▶ _THE RECORDS_:
┄┄┄┄┄┄┄┄┄┄
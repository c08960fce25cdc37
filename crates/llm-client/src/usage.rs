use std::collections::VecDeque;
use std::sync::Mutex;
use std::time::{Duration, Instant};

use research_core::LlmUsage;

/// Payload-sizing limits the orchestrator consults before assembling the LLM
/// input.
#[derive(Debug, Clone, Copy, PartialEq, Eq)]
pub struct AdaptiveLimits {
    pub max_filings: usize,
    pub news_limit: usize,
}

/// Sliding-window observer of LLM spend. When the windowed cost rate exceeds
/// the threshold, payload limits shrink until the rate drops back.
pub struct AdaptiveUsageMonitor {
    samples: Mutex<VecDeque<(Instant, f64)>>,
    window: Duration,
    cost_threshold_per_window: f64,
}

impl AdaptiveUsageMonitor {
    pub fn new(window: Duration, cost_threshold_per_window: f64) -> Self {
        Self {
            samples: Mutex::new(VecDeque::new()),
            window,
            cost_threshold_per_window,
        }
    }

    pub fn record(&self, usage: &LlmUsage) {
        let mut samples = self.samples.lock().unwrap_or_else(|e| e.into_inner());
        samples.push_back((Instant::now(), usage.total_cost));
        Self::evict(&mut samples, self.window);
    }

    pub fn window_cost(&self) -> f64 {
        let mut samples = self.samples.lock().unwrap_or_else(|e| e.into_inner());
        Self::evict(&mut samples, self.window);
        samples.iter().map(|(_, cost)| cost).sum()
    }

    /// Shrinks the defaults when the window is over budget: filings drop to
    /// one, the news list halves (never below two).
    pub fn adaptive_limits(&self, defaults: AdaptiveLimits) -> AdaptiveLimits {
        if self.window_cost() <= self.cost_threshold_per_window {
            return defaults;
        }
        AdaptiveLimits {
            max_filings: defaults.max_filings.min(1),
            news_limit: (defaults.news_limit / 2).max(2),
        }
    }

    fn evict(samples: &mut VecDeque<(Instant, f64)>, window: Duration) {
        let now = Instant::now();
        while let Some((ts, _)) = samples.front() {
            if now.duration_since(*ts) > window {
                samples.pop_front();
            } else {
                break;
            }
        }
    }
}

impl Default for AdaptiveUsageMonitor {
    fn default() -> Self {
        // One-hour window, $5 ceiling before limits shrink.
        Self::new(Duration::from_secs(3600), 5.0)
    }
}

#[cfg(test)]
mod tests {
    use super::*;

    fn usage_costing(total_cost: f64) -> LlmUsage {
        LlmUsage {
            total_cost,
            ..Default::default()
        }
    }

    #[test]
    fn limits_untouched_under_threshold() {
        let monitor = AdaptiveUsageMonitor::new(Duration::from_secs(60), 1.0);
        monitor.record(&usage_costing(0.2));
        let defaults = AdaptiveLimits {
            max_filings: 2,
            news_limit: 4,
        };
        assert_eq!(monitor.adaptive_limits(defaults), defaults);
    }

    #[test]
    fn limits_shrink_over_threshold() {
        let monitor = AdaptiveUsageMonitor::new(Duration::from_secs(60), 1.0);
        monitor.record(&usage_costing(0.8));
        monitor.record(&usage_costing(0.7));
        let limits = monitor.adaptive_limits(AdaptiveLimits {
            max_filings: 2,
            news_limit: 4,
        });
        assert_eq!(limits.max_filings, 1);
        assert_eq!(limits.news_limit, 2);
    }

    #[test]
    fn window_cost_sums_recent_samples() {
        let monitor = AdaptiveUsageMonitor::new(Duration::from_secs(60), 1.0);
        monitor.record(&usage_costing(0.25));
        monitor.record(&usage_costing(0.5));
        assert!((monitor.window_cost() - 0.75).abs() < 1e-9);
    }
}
┄┄┄┄┄┄┄┄┄┄
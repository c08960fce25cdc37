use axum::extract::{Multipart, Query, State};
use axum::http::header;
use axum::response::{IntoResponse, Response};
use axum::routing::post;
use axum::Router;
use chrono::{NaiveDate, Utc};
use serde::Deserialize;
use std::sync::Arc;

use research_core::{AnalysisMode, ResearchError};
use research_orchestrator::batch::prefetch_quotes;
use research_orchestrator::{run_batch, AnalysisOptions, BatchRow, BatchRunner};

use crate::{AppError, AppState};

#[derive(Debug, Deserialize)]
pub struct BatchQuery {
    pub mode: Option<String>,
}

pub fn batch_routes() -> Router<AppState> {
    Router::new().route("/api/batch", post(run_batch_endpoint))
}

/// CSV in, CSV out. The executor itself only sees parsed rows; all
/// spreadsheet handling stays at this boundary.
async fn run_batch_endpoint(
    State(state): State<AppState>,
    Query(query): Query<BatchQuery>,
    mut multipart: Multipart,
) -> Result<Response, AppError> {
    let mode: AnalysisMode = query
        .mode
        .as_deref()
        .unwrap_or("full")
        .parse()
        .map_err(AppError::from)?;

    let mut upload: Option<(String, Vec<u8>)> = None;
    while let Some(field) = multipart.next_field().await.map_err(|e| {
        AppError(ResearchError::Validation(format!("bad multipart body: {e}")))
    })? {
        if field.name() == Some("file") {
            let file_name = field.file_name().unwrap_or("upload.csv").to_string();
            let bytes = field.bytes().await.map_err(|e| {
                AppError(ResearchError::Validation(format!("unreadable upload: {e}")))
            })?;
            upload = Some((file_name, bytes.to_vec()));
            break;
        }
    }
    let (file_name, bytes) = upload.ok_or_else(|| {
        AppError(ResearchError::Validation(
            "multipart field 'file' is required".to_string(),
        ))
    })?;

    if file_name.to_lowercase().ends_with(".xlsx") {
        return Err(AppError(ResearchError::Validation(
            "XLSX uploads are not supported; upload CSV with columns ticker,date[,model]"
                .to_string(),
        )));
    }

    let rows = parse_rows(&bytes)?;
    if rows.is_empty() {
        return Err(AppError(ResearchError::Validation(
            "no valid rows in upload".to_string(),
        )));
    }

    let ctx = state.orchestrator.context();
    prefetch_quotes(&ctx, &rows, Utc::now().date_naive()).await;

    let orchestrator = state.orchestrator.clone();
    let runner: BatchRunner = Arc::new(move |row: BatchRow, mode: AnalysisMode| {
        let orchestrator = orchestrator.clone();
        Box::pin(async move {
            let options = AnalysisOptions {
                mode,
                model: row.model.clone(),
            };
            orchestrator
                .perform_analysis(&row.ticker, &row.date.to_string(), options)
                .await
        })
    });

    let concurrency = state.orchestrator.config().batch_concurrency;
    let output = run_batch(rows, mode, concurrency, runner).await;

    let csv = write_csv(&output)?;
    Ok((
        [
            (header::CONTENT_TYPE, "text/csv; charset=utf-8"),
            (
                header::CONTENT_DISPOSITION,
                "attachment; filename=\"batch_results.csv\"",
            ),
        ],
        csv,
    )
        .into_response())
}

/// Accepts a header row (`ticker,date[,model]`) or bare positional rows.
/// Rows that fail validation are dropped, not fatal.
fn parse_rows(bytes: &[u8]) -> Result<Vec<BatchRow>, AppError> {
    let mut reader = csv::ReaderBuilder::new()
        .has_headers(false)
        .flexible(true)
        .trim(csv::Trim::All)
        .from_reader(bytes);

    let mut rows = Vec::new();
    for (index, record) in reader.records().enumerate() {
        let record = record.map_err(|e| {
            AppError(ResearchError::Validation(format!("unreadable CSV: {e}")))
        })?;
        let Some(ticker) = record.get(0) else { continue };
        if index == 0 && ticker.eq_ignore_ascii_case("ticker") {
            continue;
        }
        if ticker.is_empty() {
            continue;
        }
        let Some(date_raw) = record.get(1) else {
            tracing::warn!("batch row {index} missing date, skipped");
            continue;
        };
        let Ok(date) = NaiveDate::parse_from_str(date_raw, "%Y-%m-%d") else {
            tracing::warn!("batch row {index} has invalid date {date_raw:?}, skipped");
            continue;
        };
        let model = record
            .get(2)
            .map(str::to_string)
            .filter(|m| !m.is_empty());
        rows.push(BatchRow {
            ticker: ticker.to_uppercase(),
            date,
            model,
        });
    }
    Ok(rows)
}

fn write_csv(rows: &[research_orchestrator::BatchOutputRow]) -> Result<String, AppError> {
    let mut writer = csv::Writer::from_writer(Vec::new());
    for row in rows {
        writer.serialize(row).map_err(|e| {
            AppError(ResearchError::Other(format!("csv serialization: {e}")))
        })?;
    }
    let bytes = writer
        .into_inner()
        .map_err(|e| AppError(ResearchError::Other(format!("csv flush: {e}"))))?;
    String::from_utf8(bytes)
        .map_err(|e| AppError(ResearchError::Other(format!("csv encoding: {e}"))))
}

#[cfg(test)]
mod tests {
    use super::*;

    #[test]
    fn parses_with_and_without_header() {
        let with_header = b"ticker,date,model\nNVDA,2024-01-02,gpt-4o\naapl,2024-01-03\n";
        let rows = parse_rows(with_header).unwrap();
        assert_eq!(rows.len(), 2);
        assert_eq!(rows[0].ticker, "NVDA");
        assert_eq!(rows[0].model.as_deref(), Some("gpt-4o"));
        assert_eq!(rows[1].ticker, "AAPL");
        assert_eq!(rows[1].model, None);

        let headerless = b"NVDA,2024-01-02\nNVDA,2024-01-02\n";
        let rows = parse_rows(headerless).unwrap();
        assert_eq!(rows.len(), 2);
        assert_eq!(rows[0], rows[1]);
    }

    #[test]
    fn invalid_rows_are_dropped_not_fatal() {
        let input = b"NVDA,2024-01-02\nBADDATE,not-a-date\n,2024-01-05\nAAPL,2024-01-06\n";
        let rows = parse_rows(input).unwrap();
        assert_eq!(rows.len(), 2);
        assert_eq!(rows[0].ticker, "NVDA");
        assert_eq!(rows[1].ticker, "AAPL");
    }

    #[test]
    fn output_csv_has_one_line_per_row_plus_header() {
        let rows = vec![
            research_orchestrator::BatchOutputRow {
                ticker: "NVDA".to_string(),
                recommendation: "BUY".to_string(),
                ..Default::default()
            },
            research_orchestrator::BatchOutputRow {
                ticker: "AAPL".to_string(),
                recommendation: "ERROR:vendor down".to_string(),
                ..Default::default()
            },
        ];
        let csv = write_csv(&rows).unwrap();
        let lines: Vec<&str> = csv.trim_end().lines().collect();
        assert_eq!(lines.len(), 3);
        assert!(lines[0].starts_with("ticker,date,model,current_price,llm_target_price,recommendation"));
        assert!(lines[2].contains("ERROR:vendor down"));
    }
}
┄┄┄┄┄┄┄┄┄┄
▶ _WHAT TO PRODUCE_: Look through the data and show every line containing "filename".

▶ _PROBLEM SOLUTION_:
filename crates/llm-client/src/usage.rs
                "attachment; filename=\"batch_results.csv\"",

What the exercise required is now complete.